Defining exactly what 'hope' is, is close to trying to explain a feeling, or scent. It's vague in its certainty, distinct and nondescript - yet overwhelmingly recognisable as a universal sensation.


It might sound simplistic, but hope can significantly inform how we feel, think and act, particularly when it's hope imparted through leadership. So it's natural to say that it can also inform the behaviours of your stakeholders and employees too.


Let's start at the top. Before all the strategic media relations and considered touchpoints, you need a specific type of message. We've wrung out the potential of personalised communications in employee engagement, but when faced with a risk- or even fear-based situation, no one will care about their name at the top of an email.


Crafting tailored communications will help provide you with the clarity and longevity you're looking for. It's about effective messaging, coming from a single source, that feels true and accurate. This is your anchor point. Where you are building from. The benchmark to your internal comms' success - or not - at crisis point. No pressure.

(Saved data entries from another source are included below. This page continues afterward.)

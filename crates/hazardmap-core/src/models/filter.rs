//! Filter values shared by the controls, the coordinator, and the API client.

use crate::error::{HazardError, Result};
use crate::models::CategoryId;
use serde::{Deserialize, Serialize};
use std::collections::BTreeSet;
use std::fmt;
use std::str::FromStr;

/// Status filter sent to the events endpoint
#[derive(Debug, Clone, Copy, PartialEq, Eq, Hash, Serialize, Deserialize, Default)]
#[serde(rename_all = "lowercase")]
pub enum StatusFilter {
    #[default]
    Open,
    Closed,
    All,
}

impl StatusFilter {
    pub const ALL: [StatusFilter; 3] = [StatusFilter::Open, StatusFilter::Closed, StatusFilter::All];

    /// Query parameter value
    pub fn as_str(&self) -> &'static str {
        match self {
            StatusFilter::Open => "open",
            StatusFilter::Closed => "closed",
            StatusFilter::All => "all",
        }
    }
}

impl fmt::Display for StatusFilter {
    fn fmt(&self, f: &mut fmt::Formatter<'_>) -> fmt::Result {
        f.write_str(self.as_str())
    }
}

impl FromStr for StatusFilter {
    type Err = HazardError;

    fn from_str(s: &str) -> Result<Self> {
        match s.trim().to_lowercase().as_str() {
            "open" => Ok(StatusFilter::Open),
            "closed" => Ok(StatusFilter::Closed),
            "all" => Ok(StatusFilter::All),
            _ => Err(HazardError::ConfigInvalid {
                key: "status".to_string(),
                reason: format!("Invalid status: {}. Use open, closed, or all", s),
            }),
        }
    }
}

/// Maximum number of events requested; restricted to [`Limit::CHOICES`]
#[derive(Debug, Clone, Copy, PartialEq, Eq, Hash, Serialize, Deserialize)]
#[serde(try_from = "u32", into = "u32")]
pub struct Limit(u32);

impl Limit {
    pub const CHOICES: [u32; 3] = [25, 50, 100];

    pub fn new(value: u32) -> Result<Self> {
        if Self::CHOICES.contains(&value) {
            Ok(Self(value))
        } else {
            Err(HazardError::ConfigInvalid {
                key: "limit".to_string(),
                reason: format!("Invalid limit: {}. Use one of {:?}", value, Self::CHOICES),
            })
        }
    }

    pub fn get(&self) -> u32 {
        self.0
    }

    /// All selectable limits, in display order
    pub fn choices() -> impl Iterator<Item = Limit> {
        Self::CHOICES.into_iter().map(Limit)
    }
}

impl Default for Limit {
    fn default() -> Self {
        Self(50)
    }
}

impl TryFrom<u32> for Limit {
    type Error = HazardError;

    fn try_from(value: u32) -> Result<Self> {
        Self::new(value)
    }
}

impl From<Limit> for u32 {
    fn from(limit: Limit) -> Self {
        limit.0
    }
}

impl FromStr for Limit {
    type Err = HazardError;

    fn from_str(s: &str) -> Result<Self> {
        let value = s.trim().parse::<u32>().map_err(|_| HazardError::ConfigInvalid {
            key: "limit".to_string(),
            reason: format!("Invalid limit: {}. Expected an integer", s),
        })?;
        Self::new(value)
    }
}

impl fmt::Display for Limit {
    fn fmt(&self, f: &mut fmt::Formatter<'_>) -> fmt::Result {
        write!(f, "{}", self.0)
    }
}

/// Query filter for the events endpoint
#[derive(Debug, Clone, PartialEq, Eq, Default)]
pub struct EventFilter {
    /// `None` omits the `status` parameter entirely
    pub status: Option<StatusFilter>,
    pub limit: Limit,
    pub category_ids: BTreeSet<CategoryId>,
}

impl EventFilter {
    /// Comma-joined category ids, or `None` when no category is selected
    pub fn category_param(&self) -> Option<String> {
        if self.category_ids.is_empty() {
            return None;
        }
        let ids: Vec<String> = self.category_ids.iter().map(|id| id.to_string()).collect();
        Some(ids.join(","))
    }
}

/// Partial update produced by a control change; absent fields are left alone
#[derive(Debug, Clone, PartialEq, Eq, Default)]
pub struct FilterUpdate {
    pub status: Option<StatusFilter>,
    pub limit: Option<Limit>,
    pub category_ids: Option<BTreeSet<CategoryId>>,
}

impl FilterUpdate {
    pub fn status(status: StatusFilter) -> Self {
        Self { status: Some(status), ..Default::default() }
    }

    pub fn limit(limit: Limit) -> Self {
        Self { limit: Some(limit), ..Default::default() }
    }

    pub fn category_ids(ids: BTreeSet<CategoryId>) -> Self {
        Self { category_ids: Some(ids), ..Default::default() }
    }
}

/// Filter values currently chosen in the controls
#[derive(Debug, Clone, PartialEq, Eq, Default)]
pub struct FilterSelection {
    pub status: StatusFilter,
    pub limit: Limit,
    pub category_ids: BTreeSet<CategoryId>,
}

impl FilterSelection {
    /// Merge a partial update; absent fields keep their value
    pub fn apply(&mut self, update: FilterUpdate) {
        if let Some(status) = update.status {
            self.status = status;
        }
        if let Some(limit) = update.limit {
            self.limit = limit;
        }
        if let Some(category_ids) = update.category_ids {
            self.category_ids = category_ids;
        }
    }

    /// Query for the events endpoint
    pub fn to_query(&self) -> EventFilter {
        EventFilter {
            status: Some(self.status),
            limit: self.limit,
            category_ids: self.category_ids.clone(),
        }
    }
}

#[cfg(test)]
mod tests {
    use super::*;

    #[test]
    fn test_parse_status() {
        assert_eq!("open".parse::<StatusFilter>().unwrap(), StatusFilter::Open);
        assert_eq!("CLOSED".parse::<StatusFilter>().unwrap(), StatusFilter::Closed);
        assert_eq!(" all ".parse::<StatusFilter>().unwrap(), StatusFilter::All);
        assert!("pending".parse::<StatusFilter>().is_err());
    }

    #[test]
    fn test_limit_choices() {
        assert_eq!(Limit::new(25).unwrap().get(), 25);
        assert_eq!(Limit::default().get(), 50);
        assert!(Limit::new(30).is_err());
        assert!("abc".parse::<Limit>().is_err());
        assert_eq!("100".parse::<Limit>().unwrap().get(), 100);

        let all: Vec<u32> = Limit::choices().map(|l| l.get()).collect();
        assert_eq!(all, vec![25, 50, 100]);
    }

    #[test]
    fn test_limit_serde_rejects_unknown_values() {
        let ok: Limit = serde_json::from_str("25").unwrap();
        assert_eq!(ok.get(), 25);
        assert!(serde_json::from_str::<Limit>("7").is_err());
    }

    #[test]
    fn test_category_param() {
        let mut filter = EventFilter::default();
        assert_eq!(filter.category_param(), None);

        filter.category_ids.extend([12, 8, 10]);
        assert_eq!(filter.category_param().as_deref(), Some("8,10,12"));
    }

    #[test]
    fn test_selection_apply_merges_present_fields() {
        let mut selection = FilterSelection::default();
        selection.category_ids.insert(8);

        selection.apply(FilterUpdate::limit(Limit::new(100).unwrap()));
        assert_eq!(selection.limit.get(), 100);
        assert_eq!(selection.status, StatusFilter::Open);
        assert!(selection.category_ids.contains(&8));

        selection.apply(FilterUpdate::category_ids(BTreeSet::new()));
        assert!(selection.category_ids.is_empty());

        let query = selection.to_query();
        assert_eq!(query.status, Some(StatusFilter::Open));
        assert_eq!(query.limit.get(), 100);
    }

    #[test]
    fn test_filter_update_constructors() {
        let update = FilterUpdate::status(StatusFilter::Closed);
        assert_eq!(update.status, Some(StatusFilter::Closed));
        assert!(update.limit.is_none());
        assert!(update.category_ids.is_none());
    }
}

If you had to throw the rest out, the one priority here is to create connection. If we were to break it down in plain terms for your business, it might look a bit like this:

Acknowledgement -> Impact -> Focus -> Action -> Intended Outcome.

There are variations of this algorithm, rules and exceptions to look out for. But in terms of a fundamental approach, this could be the baseline to work from.

And on that note…

The universal goal

Point blank, your communications need to work for you. Hard. Evolving alongside your BCP is good, looking beyond it is better, encouraging others to play a role is best.


That's not to encourage you to create a champion scheme. Please don't do that. To one side, it looks like extra admin, to the other, it looks like shirking responsibility, and those badge icons at the bottom of an email won't boost engagement.


It's about the shared vision, or universal goal of your company. It takes that solutions-first focus, the messaging relaying what your company is for, not against, and raising it with employee-backed incentive.


Opportunity.

Opportunity will create momentum. To take real action with a visible or demonstratable outcome will help your business' communications take on a life of their own. Mobilising stakeholders and employees comes from mobilising hope. Mobilising hope is turning your focus beyond the confines of the present, to the autonomy of creating the ideal step forward.


That's the incentive, by the way. Not a slice of pizza at the end of the quarter.

The right words for the right reasons

The final word here? This isn't about the 'right' words for the sake of it. It's about the right words for the right reasons.

We aren't striving for an idealistic, criticism-free process. We're preparing for all potential receptions to your crisis communications, and embracing the breadth of what that might be to strategically determine next steps.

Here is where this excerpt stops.